TODO CUIDADO É POUCO
Toda a meninada do bairro costumava tomar banho no rio Parnaíba, rio que tem uns seiscentos e quarenta metros de largura e que, quando há chuvas, fica muito violento, com águas turvas e corredeiras perigosíssimas, nas enchentes, abrem-se verdadeiras crateras no fundo, ora com remansos, ora com rodamoinhos que leva tudo pra baixo.
Por vezes presenciei pessoas sendo retiradas mortas das águas do rio. Quando via a lancha do corpo de bombeiros, era certo que procuravam alguém que havia se afogado. Passavam fazendo ondas na água para forçar o corpo do morto boiar ou ir para a margem. Vi um dia passar o corpo de uma senhora de uns 80 anos, não soube de quem se tratava. Mas lembro-me do irmão do Nazareno, tinha deficiência nas pernas, mas entrou na água e morreu afogado. A cena mais chocante foi a do meu amigo Alexandre, filho da Emília e do Consultor, como era conhecido aquele alfaiate, vizinho de minha casa. Eu estava em casa quando vi um tumulto pro lado da casa dele, corri e vi quando um homem forte o trazia nos braços, já duro, morto. Havia entrado no rio, sem saber nadar. Tinha apenas 11 anos, e, morreu afogado. Mas teve o filho da dona Tinoca, o Mário, a Rutinha... Novos e velhos, mas, uma grande maioria também pessoas que no verão, quando as águas baixavam e formavam as famosas coroas, pedaços de terra no meio do rio (ilhas), iam brincar, mas, se empolgavam, bebiam demais e depois queriam nadar e não dava outra, morriam afogadas e os relatos são inúmeros.

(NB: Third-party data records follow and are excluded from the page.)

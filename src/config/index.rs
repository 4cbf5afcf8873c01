//! Index configuration module.

use super::{ConfigResult, Validate};
use crate::data_structures::pali_trie::DEFAULT_MIN_SEARCHABLE_KEY_LENGTH;
use crate::error::config::ConfigError;
use serde::{Deserialize, Serialize};

/// Prefix index configuration.
#[derive(Debug, Clone, Serialize, Deserialize, PartialEq, Eq)]
pub struct IndexConfig {
    /// Shortest prefix that returns matches
    pub min_searchable_key_length: usize,
}

impl Default for IndexConfig {
    fn default() -> Self {
        Self {
            min_searchable_key_length: DEFAULT_MIN_SEARCHABLE_KEY_LENGTH,
        }
    }
}

impl Validate for IndexConfig {
    fn validate(&self) -> ConfigResult<()> {
        if self.min_searchable_key_length == 0 {
            return Err(ConfigError::ValueOutOfRange {
                key: "index.min_searchable_key_length".to_string(),
                message: "must be at least 1".to_string(),
            });
        }

        Ok(())
    }
}
#[cfg(test)]
mod tests {
    use super::*;

    fn now() -> DateTime<Utc> {
        DateTime::from_timestamp(1_735_689_600, 0).unwrap()
    }

    #[test]
    fn fifo_draws_oldest_lot_first() {
        let mut l = ShipLedger::new("R001", ApplyWindow::LaterYears);
        l.bank(400, 2024, 400, now()).unwrap();
        l.bank(100, 2025, 100, now()).unwrap();
        l.apply(-450, 2026, 450, now()).unwrap();

        let lots = l.banked_lots().unwrap();
        assert_eq!(
            lots,
            vec![BankedLot {
                bank_seq: 2,
                origin_year: 2025,
                remaining: 50
            }]
        );
        assert_eq!(l.banked_balance().unwrap(), 50);
    }

    #[test]
    fn following_year_window_limits_eligible_lots() {
        let mut l = ShipLedger::new("R001", ApplyWindow::FollowingYear);
        l.bank(300, 2024, 300, now()).unwrap();

        let err = l.apply(-100, 2026, 100, now()).unwrap_err();
        assert!(matches!(err, LedgerError::InsufficientBankedBalance { available: 0, .. }));

        l.apply(-100, 2025, 100, now()).unwrap();
        assert_eq!(l.banked_balance().unwrap(), 200);
    }

    #[test]
    fn apply_above_deficit_is_rejected_not_truncated() {
        let mut l = ShipLedger::new("R001", ApplyWindow::LaterYears);
        l.bank(500, 2024, 500, now()).unwrap();
        let err = l.apply(-200, 2025, 300, now()).unwrap_err();
        assert_eq!(
            err,
            LedgerError::ExceedsDeficit {
                ship: "R001".into(),
                year: 2025,
                requested: 300,
                deficit: 200
            }
        );
        assert_eq!(l.entries().len(), 1);
    }

    #[test]
    fn reversing_consumed_bank_is_rejected() {
        let mut l = ShipLedger::new("R001", ApplyWindow::LaterYears);
        l.bank(500, 2024, 500, now()).unwrap();
        l.apply(-200, 2025, 200, now()).unwrap();

        let err = l.reverse(1, now()).unwrap_err();
        assert!(matches!(err, LedgerError::ReversalRejected { seq: 1, .. }));

        // Undo the apply first, then the bank goes through.
        l.reverse(2, now()).unwrap();
        l.reverse(1, now()).unwrap();
        assert_eq!(l.banked_balance().unwrap(), 0);
        assert_eq!(l.adjusted_cb(500, 2024).unwrap(), 500);
        assert_eq!(l.adjusted_cb(-200, 2025).unwrap(), -200);
        assert_eq!(l.entries().len(), 4);
    }

    #[test]
    fn double_reversal_rejected() {
        let mut l = ShipLedger::new("R001", ApplyWindow::LaterYears);
        l.bank(10, 2024, 10, now()).unwrap();
        let rev = l.reverse(1, now()).unwrap();
        assert!(matches!(l.reverse(1, now()), Err(LedgerError::AlreadyReversed { .. })));
        assert!(matches!(l.reverse(rev.seq, now()), Err(LedgerError::AlreadyReversed { .. })));
        assert!(matches!(l.reverse(9, now()), Err(LedgerError::EntryNotFound { .. })));
    }

    #[test]
    fn from_entries_rejects_gaps_and_overdrafts() {
        let mut l = ShipLedger::new("R001", ApplyWindow::LaterYears);
        l.bank(500, 2024, 500, now()).unwrap();
        l.apply(-200, 2025, 200, now()).unwrap();

        let mut gap = l.entries().to_vec();
        gap[1].seq = 3;
        assert!(matches!(
            ShipLedger::from_entries("R001", ApplyWindow::LaterYears, gap),
            Err(LedgerError::CorruptLedger { .. })
        ));

        let overdraft = vec![l.entries()[1].clone()];
        let mut overdraft = overdraft;
        overdraft[0].seq = 1;
        assert!(matches!(
            ShipLedger::from_entries("R001", ApplyWindow::LaterYears, overdraft),
            Err(LedgerError::CorruptLedger { .. })
        ));

        let ok = ShipLedger::from_entries("R001", ApplyWindow::LaterYears, l.entries().to_vec()).unwrap();
        assert_eq!(ok.banked_balance().unwrap(), 300);
    }

    #[test]
    fn oversized_balances_fail_with_overflow() {
        let mut l = ShipLedger::new("R001", ApplyWindow::LaterYears);
        l.bank(i64::MAX, 2024, i64::MAX, now()).unwrap();
        l.bank(i64::MAX, 2025, i64::MAX, now()).unwrap();

        assert!(matches!(l.banked_balance(), Err(LedgerError::Overflow { .. })));
        assert!(matches!(l.apply(-1, 2026, 1, now()), Err(LedgerError::Overflow { .. })));
        assert_eq!(l.entries().len(), 2);
    }

    #[test]
    fn from_entries_rejects_overflowing_year_total() {
        let bank = |seq| LedgerEntry {
            ship_id: "R001".into(),
            seq,
            year: 2024,
            kind: EntryKind::Bank,
            amount: i64::MAX,
            applied_to_year: None,
            reverses: None,
            recorded_at: now(),
        };
        assert!(matches!(
            ShipLedger::from_entries("R001", ApplyWindow::LaterYears, vec![bank(1), bank(2)]),
            Err(LedgerError::Overflow { .. })
        ));
    }

    #[test]
    fn records_cover_origin_and_target_years() {
        let mut l = ShipLedger::new("R001", ApplyWindow::LaterYears);
        l.bank(500, 2024, 500, now()).unwrap();
        l.apply(-200, 2025, 200, now()).unwrap();
        assert_eq!(l.records(2024).len(), 1);
        assert_eq!(l.records(2025)[0].kind, EntryKind::Apply);
        assert!(l.records(2023).is_empty());
    }
}
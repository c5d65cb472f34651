//! cb_ledger_supervisor
//!
//! Stateful layer around `cb_ledger_core`.
//!
//! Responsibilities:
//! - read base CB values from the upstream producer (`adapter`)
//! - own every ship's ledger, sharded by `ship_id`, with bounded per-ship locks
//! - take consistent multi-ship reads for pooling
//! - expose the compliance facade and its caller-facing error taxonomy
//!
//! Non-goals:
//! - no IO
//! - no async
//! - no allocation policy (lives in core)

pub mod adapter;
pub mod facade;
pub mod supervisor;

pub use adapter::{BaseCbRecord, BaseCbSource, CbRecordStore};

pub use facade::{ComplianceError, ComplianceFacade, ErrorKind};

pub use supervisor::{LedgerSnapshot, LedgerSupervisor, RestoreStats, ShipAdjustedCb};
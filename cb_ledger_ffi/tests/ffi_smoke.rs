//! FFI smoke tests.
//!
//! These tests call the exported `extern "C"` functions directly (as an external consumer would),
//! to validate:
//! - ABI surface compiles and links
//! - allocation/free symmetry for returned buffers
//! - snapshot/restore round-trip works

use cb_ledger_core::{EntryKind, LedgerEntry};
use cb_ledger_ffi::*;
use cb_ledger_supervisor::LedgerSnapshot;
use chrono::DateTime;

fn s(s: &str) -> CbStr {
    CbStr {
        ptr: s.as_ptr(),
        len: s.len(),
    }
}

fn member_id(m: &CbPoolMember) -> String {
    let bytes = unsafe { std::slice::from_raw_parts(m.ship_id.ptr, m.ship_id.len) };
    String::from_utf8(bytes.to_vec()).unwrap()
}

#[test]
fn ffi_version_and_default_cfg() {
    assert_eq!(cb_ledger_ffi_version(), CB_LEDGER_FFI_VERSION);

    let cfg = cb_ledger_cfg_default();
    assert_eq!(cfg.first_regulated_year, 2024);
    assert_eq!(cfg.apply_window, 0);
    assert!(cfg.lock_timeout_ms > 0);
    assert!(cfg.cancel_check_every > 0);
}

#[test]
fn ffi_rejects_bad_cfg() {
    let mut cfg = cb_ledger_cfg_default();
    cfg.apply_window = 7;
    assert!(cb_ledger_new(1, cfg).is_null());

    let mut cfg = cb_ledger_cfg_default();
    cfg.cancel_check_every = 0;
    assert!(cb_ledger_new(1, cfg).is_null());
}

#[test]
fn ffi_bank_apply_and_errors() {
    let h = cb_ledger_new(2, cb_ledger_cfg_default());
    assert!(!h.is_null());

    unsafe {
        assert_eq!(cb_ledger_set_base_cb(h, s("R001"), 2024, 500_000), CB_OK);
        assert_eq!(cb_ledger_set_base_cb(h, s("R001"), 2025, -200_000), CB_OK);

        let r = cb_ledger_bank(h, s("R001"), 2024, 500_000);
        assert_eq!(r.rc, CB_OK);
        assert_eq!(r.entry.seq, 1);
        assert_eq!(r.entry.kind, CbEntryKind::Bank);
        assert_eq!(r.entry.applied_to_year, i32::MIN);

        let r = cb_ledger_apply(h, s("R001"), 2025, 200_000);
        assert_eq!(r.rc, CB_OK);
        assert_eq!(r.entry.kind, CbEntryKind::Apply);
        assert_eq!(r.entry.applied_to_year, 2025);

        let cb = cb_ledger_get_cb(h, s("R001"), 2025);
        assert_eq!((cb.rc, cb.value), (CB_OK, 0));
        let bal = cb_ledger_banked_balance(h, s("R001"));
        assert_eq!((bal.rc, bal.value), (CB_OK, 300_000));

        assert_eq!(cb_ledger_bank(h, s("R001"), 2024, 0).rc, CB_ERR_INVALID_AMOUNT);
        assert_eq!(cb_ledger_bank_all(h, s("R001"), 2024).rc, CB_ERR_INSUFFICIENT_SURPLUS);
        assert_eq!(cb_ledger_apply(h, s("R001"), 2025, 1).rc, CB_ERR_NO_DEFICIT_TO_OFFSET);
        assert_eq!(cb_ledger_get_cb(h, s("R001"), 2031).rc, CB_ERR_SHIP_YEAR_NOT_FOUND);
        assert_eq!(cb_ledger_reverse(h, s("R001"), 1).rc, CB_ERR_REVERSAL_REJECTED);

        let rev = cb_ledger_reverse(h, s("R001"), 2);
        assert_eq!(rev.rc, CB_OK);
        assert_eq!(rev.entry.kind, CbEntryKind::Reversal);
        assert_eq!(rev.entry.reverses, 2);
        assert_eq!(cb_ledger_banked_balance(h, s("R001")).value, 500_000);

        let bad = CbStr {
            ptr: std::ptr::null(),
            len: 0,
        };
        assert_eq!(cb_ledger_get_cb(h, bad, 2024).rc, CB_ERR_ARG);
        assert_eq!(cb_ledger_get_cb(std::ptr::null(), s("R001"), 2024).rc, CB_ERR_ARG);

        cb_ledger_free(h);
    }
}

#[test]
fn ffi_pool_array_and_free() {
    let h = cb_ledger_new(1, cb_ledger_cfg_default());
    assert!(!h.is_null());

    unsafe {
        cb_ledger_set_base_cb(h, s("A"), 2024, -100_000);
        cb_ledger_set_base_cb(h, s("B"), 2024, 300_000);

        let ships = [s("B"), s("A")];
        let arr = cb_ledger_pool(h, 2024, ships.as_ptr(), ships.len());
        assert_eq!(arr.rc, CB_OK);
        assert_eq!(arr.year, 2024);
        assert_eq!(arr.total_cb, 200_000);
        assert_eq!(arr.members_len, 2);

        let members = std::slice::from_raw_parts(arr.members_ptr, arr.members_len);
        assert_eq!(member_id(&members[0]), "A");
        assert_eq!(members[0].cb_after, 0);
        assert_eq!(member_id(&members[1]), "B");
        assert_eq!(members[1].cb_after, 200_000);

        cb_ledger_pool_free(arr);

        let empty = cb_ledger_pool(h, 2024, std::ptr::null(), 0);
        assert_eq!(empty.rc, CB_ERR_EMPTY_POOL);
        cb_ledger_pool_free(empty);

        let unknown = [s("A"), s("ZZZ")];
        let arr = cb_ledger_pool(h, 2024, unknown.as_ptr(), unknown.len());
        assert_eq!(arr.rc, CB_ERR_UNKNOWN_SHIP);
        assert!(arr.members_ptr.is_null());
        cb_ledger_pool_free(arr);

        cb_ledger_free(h);
    }
}

#[test]
fn ffi_snapshot_restore_roundtrip() {
    let cfg = cb_ledger_cfg_default();
    let h1 = cb_ledger_new(2, cfg);
    assert!(!h1.is_null());

    unsafe {
        cb_ledger_set_base_cb(h1, s("R001"), 2024, 500);
        cb_ledger_set_base_cb(h1, s("R001"), 2025, -200);
        assert_eq!(cb_ledger_bank(h1, s("R001"), 2024, 500).rc, CB_OK);
        assert_eq!(cb_ledger_apply(h1, s("R001"), 2025, 200).rc, CB_OK);

        let snap = cb_ledger_snapshot(h1);
        assert_eq!(snap.rc, CB_OK);
        assert!(!snap.ptr.is_null());
        assert!(snap.len >= 12);

        let h2 = cb_ledger_new(4, cfg);
        assert!(!h2.is_null());
        cb_ledger_set_base_cb(h2, s("R001"), 2024, 500);
        cb_ledger_set_base_cb(h2, s("R001"), 2025, -200);

        let st = cb_ledger_restore(h2, snap.ptr, snap.len, 0);
        assert_eq!(st.rc, CB_OK);
        assert_eq!(st.applied, 1);
        assert_eq!(st.overwritten, 0);

        assert_eq!(cb_ledger_banked_balance(h2, s("R001")).value, 300);
        assert_eq!(cb_ledger_get_cb(h2, s("R001"), 2025).value, 0);
        assert_eq!(cb_ledger_bank(h2, s("R001"), 2024, 1).rc, CB_ERR_INSUFFICIENT_SURPLUS);

        let st = cb_ledger_restore(h2, snap.ptr, snap.len - 1, 1);
        assert_eq!(st.rc, wire::WIRE_TRUNCATED);

        cb_ledger_bytes_free(snap);
        cb_ledger_free(h1);
        cb_ledger_free(h2);
    }
}

#[test]
fn ffi_restore_rejects_overflowing_snapshot() {
    let h = cb_ledger_new(1, cb_ledger_cfg_default());
    assert!(!h.is_null());

    let bank = |seq| LedgerEntry {
        ship_id: "S".into(),
        seq,
        year: 2024,
        kind: EntryKind::Bank,
        amount: i64::MAX,
        applied_to_year: None,
        reverses: None,
        recorded_at: DateTime::from_timestamp_millis(1_735_689_600_000).unwrap(),
    };
    let bytes = wire::encode(&LedgerSnapshot {
        ledgers: vec![("S".into(), vec![bank(1), bank(2)])],
    });

    unsafe {
        let st = cb_ledger_restore(h, bytes.as_ptr(), bytes.len(), 0);
        assert_eq!(st.rc, CB_ERR_INTERNAL);
        assert_eq!(st.applied, 0);

        let snap = cb_ledger_snapshot(h);
        assert_eq!(snap.rc, CB_OK);
        assert_eq!(snap.len, 12);
        cb_ledger_bytes_free(snap);

        cb_ledger_free(h);
    }
}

Foi num desses verões que eu e o meu amigo Abimael fomos nadar no rio em busca da “ilha” que, naquele ano estava mais pro lado de lá, a uns 200 metros para o meio do rio e a uns 150 metros rio abaixo. Portanto nós tínhamos que saltar muito pra cima no rio para que a correnteza nos ajudasse a chegar onde desejávamos. Mamãe não sabia, e nem poderia saber, como sempre umas mentirinhas para encobrir o verdadeiro intento do que íamos fazer. Coitada das mães, como a Emília que quando soube que o filho tinha ido tomar banho no rio já estava recebendo-o morto nos braços, quanta dor, quanta angústia, desespero, sofrimento e lágrimas eu vi naquele dia. E pensar que eu não estava nem aí pra minha mãe...
Fomos para o ponto inicial de nossa aventura e pulamos na água! Começamos a nadar e tudo correu muito bem. O Abimael era um bom nadador, aprendera com o professor Sarmento, famoso professor de natação, e, eu não ficava muito pra trás... Chegamos até com certa facilidade na coroa e lá ficamos por várias horas, curtido a natureza e tomando aquele sol! Lá para as tantas, vimos que seria hora de voltar, e foi aí que começou o drama. Agora tínhamos que alcançar um ponto máximo rio à cima para depois começarmos a nadar e chegar o mais próximo possível do ponto de partida. Mas, não contávamos que à medida que caminhávamos com água pela cintura a correnteza ia ficando mais forte, além do que íamos afundando mais. Eu já estava com água no pescoço, (naquele tempo eu tinha), então tivemos que começar a nadar de volta. Começamos, mas não demorou muito e eu já não agüentava mais, deixei de nadar e fui apenas flutuando e deixando que a correnteza me levasse. O Abimael disse pra que eu segurasse em seus ombros, ele era alto e nadava muito bem, então eu fiz o que ele disse e assim ele nadava por nós dois. Nadava um pouco e descíamos na correnteza e foi assim até alcançarmos a margem, mas, dois quilômetros, para baixo de onde tínhamos saído. Foi uma experiência terrível! Senti a morte bem perto naquele dia! Não tinha força nem para ir a pé até minha casa. Nunca havia sentido tanto medo e pensado em meus amigos que já haviam morrido, quanto naquele dia.
Vi exatamente como se morre. Pensei na Emilia e em minha mãe. Como se sentiria se chegasse apenas o meu corpo, sem vida, em casa. Conversamos muito, eu e o meu amigo Abimael e decidimos ter mais cuidado e nunca mais repetir aquela loucura. Com rio como aquele não se brinca! De uma maneira geral em se tratando de água corrente todo cuidado é pouco. Muito mais ainda sem um adulto junto e sem os pais saberem. A vida é preciosa demais para se jogar fora assim tão levianamente. Mas, eu era apenas um menino!